Sade

Aline et Valcour

France   1795

Genre de texte
roman

Contexte
Valcour est fiancé à Aline de Blamont. Le rêve survient alors que Valcour vient de quitter Aline pour un séjour à l’étranger. La vision annonce les sombres événements qui se préparent : le père dénaturé fera empoisonner sa femme et emmènera Aline dans son château pour qu’elle y devienne la femme d’un de ses compagnons de libertinage. Révoltée, Aline cherchera son salut dans la mort.

Texte témoin
Aline et Valcour, Édition établie par Béatrice Didier, Paris, Le Livre de poche, 1976, p. 349-351.




Sombre vision

Lettre LXV de Valcour à Déterville

Je n’eus pas fait deux lieues, que la nuit qui tomba tout à coup me fit craindre de m’égarer comme la veille ; l’état dans lequel j’étais d’ailleurs, ne permettant pas même à mon esprit la possibilité de me conduire, je résolus d’attendre au pied d’un arbre que l’astre, en venant consoler la terre, ramenât, s’il était possible, un peu de calme au fond de mon cœur agité.

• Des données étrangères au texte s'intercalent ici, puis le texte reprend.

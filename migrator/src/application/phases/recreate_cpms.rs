// /////////////////////////////////////////////////////////////////////////////
// vSphere Migrator
// Copyright (c) 2025 Michael Gardner, A Bit of Help, Inc.
// SPDX-License-Identifier: BSD-3-Clause
// See LICENSE file in the project root.
// /////////////////////////////////////////////////////////////////////////////

//! Reconfigures the now-`Inactive` ControlPlaneMachineSet to reference the
//! target failure domain and monitors its rollout to completion.
//!
//! The controller is asynchronous: its status fields can briefly keep
//! reporting the *previous* rollout as healthy right after the spec bump,
//! so completion requires both `observedGeneration >= generation` and a
//! five-minute minimum monitoring window measured from phase start, not
//! just a single healthy-looking read. Substrate-committing: requires
//! manual approval under `approvalMode=Manual`.

use migrator_domain::entities::{MigrationSpec, MigrationStatus};
use migrator_domain::error::MigrationError;
use migrator_domain::value_objects::{CpmsState, PhaseName};
use migrator_domain::{Phase, PhaseContext, PhaseOutcome};
use std::time::Duration;

const INACTIVE_POLL_INTERVAL: Duration = Duration::from_secs(5);
const ROLLOUT_POLL_INTERVAL: Duration = Duration::from_secs(15);
const MINIMUM_MONITORING_WINDOW: chrono::Duration = chrono::Duration::minutes(5);

pub struct RecreateCpmsPhase;

#[async_trait::async_trait]
impl Phase for RecreateCpmsPhase {
    fn name(&self) -> PhaseName {
        PhaseName::RecreateCpms
    }

    fn requires_approval(&self) -> bool {
        true
    }

    async fn validate(&self, spec: &MigrationSpec, _status: &MigrationStatus) -> Result<(), MigrationError> {
        if spec.failure_domain(&spec.control_plane_config.failure_domain_name).is_none() {
            return Err(MigrationError::validation("spec.controlPlaneConfig.failureDomainName does not match a declared failure domain"));
        }
        Ok(())
    }

    async fn execute(&self, ctx: &PhaseContext, spec: &MigrationSpec, status: &mut MigrationStatus) -> Result<PhaseOutcome, MigrationError> {
        let Some(cpms) = ctx.cluster.get_cpms().await? else {
            return Ok(PhaseOutcome::running(0, "waiting for ControlPlaneMachineSet to be re-materialized", INACTIVE_POLL_INTERVAL));
        };

        if cpms.state == CpmsState::Inactive {
            ctx.cluster.patch_cpms_failure_domain_and_activate(&spec.control_plane_config.failure_domain_name).await?;
            return Ok(PhaseOutcome::running(20, "patched target failure domain and activated ControlPlaneMachineSet", ROLLOUT_POLL_INTERVAL));
        }

        if cpms.observed_generation < cpms.generation {
            return Ok(PhaseOutcome::running(40, "waiting for ControlPlaneMachineSet controller to observe the spec update", ROLLOUT_POLL_INTERVAL));
        }

        let phase_start = status.current_phase_state.as_ref().map(|c| c.start_time).unwrap_or_else(|| ctx.clock.now());
        let elapsed = ctx.clock.now() - phase_start;

        if !cpms.rollout_is_complete() {
            return Ok(PhaseOutcome::running(60, "control-plane rollout in progress", ROLLOUT_POLL_INTERVAL));
        }
        if elapsed < MINIMUM_MONITORING_WINDOW {
            return Ok(PhaseOutcome::running(
                90,
                "rollout looks healthy but the minimum monitoring window has not elapsed",
                ROLLOUT_POLL_INTERVAL,
            ));
        }

        Ok(PhaseOutcome::completed(format!("control-plane rollout complete: {} ready replicas", cpms.ready_replicas)))
    }

    async fn rollback(&self, _ctx: &PhaseContext, _spec: &MigrationSpec, _status: &mut MigrationStatus) -> Result<(), MigrationError> {
        Ok(())
    }
}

Je m’étendis au pied d’un chêne antique, et m’abîmant dans mes idées, me livrant à la sombre mélancolie qui semblait appesantir à la fois tous mes sens, je trouvai par la violence même de mes chagrins la possibilité d’un instant de repos... que n’eût pas obtenu mon âme dans un état où, mois anéantie, la douleur l’eût pressée avec moins de force.

Je m’endormis... À peine le fus-je, qu’un fantôme effroyable apparut aussitôt à mes sens enchaînés... Je le vois encore... J’écris que je rêvais... mais je n’oserais pas l’affirmer... l’impression fut trop vive... Non, mon ami, je ne rêvais pas... Je l’ai vu ce fantôme... il était vêtu de noir... il avait celle du père d’Aline... il tenait à la main... pardonne mon désordre... il tenait par les cheveux la tête de cette fille chérie... il la secouait sur mon sein... il mêlait les flots de sang qui en découlaient à ceux qui jaillissaient de mes blessures rouvertes... et il me disait, en m’offrant cet épouvantable spectacle... oui, mon ami, il me le disait... ses paroles ont frappé mon oreille, je ne dormais point... il me disait, le cruel : «Voilà celle que tu veux épouser... frémis, tu ne la reverras plus.» J’ai jeté mes bras vers ce fantôme, j’ai voulu lui ravir cette tête précieuse et la porter sanglante sur mes lèvres, mais je n’ai pu saisir qu’une ombre : tout a disparu dans l’instant, il n’est plus resté de réel que la terreur et le désespoir.

Je me suis levé dans une mortelle agitation... j’ai poursuivi ma route au hasard. Différentes ombres gigantesques, produites par les reflets de la lune sur les arbres qui m’environnaient, semblaient prêter encore plus de réalité à la vision lugubre que je venais d’avoir. En ce moment cruel, j’aurais donné ma vie pour entendre encore une seule parole de mon Aline, pour fixer in instant ses regards ; à la fois ému par mille pensées différentes... en proie tour à tour à mille tourments divers, tantôt je voulais revoler sur mes pas, tantôt je voulais terminer mes jours, pour ne pas survivre au moins à celle que mon imagination venait de me faire voir expirée... Enfin le soleil se leva, et mieux conduit par le hasard que par l’incertitude de mes pas chancelants, je rentrai dans la ville, dont je repartis au bout de quelques heures pour joindre mon domestique à Auxerre, et gagner, comme je le pourrais, Dijon, d’où je t’écris... que je quitterai bientôt également pour sortir enfin de France, et mériter par l’exacte exécution des ordres qui me sont donnés, l’estime et la confiance des deux sincères amies qui ont bien voulu me les prescrire. Adieu, voilà une lettre bien longue et des détails bien déchirants, mais on calme ses maux en les versant dans le sein d’un ami. Presse-toi d’aller voir ces deux objets de ma tendresse ; instruis-moi de leur sort... entretiens-les de moi... rapporte-moi jusqu’à leurs moindres pensées, et songe que les véritables soins de l’amitié sont de servir l’amour au désespoir.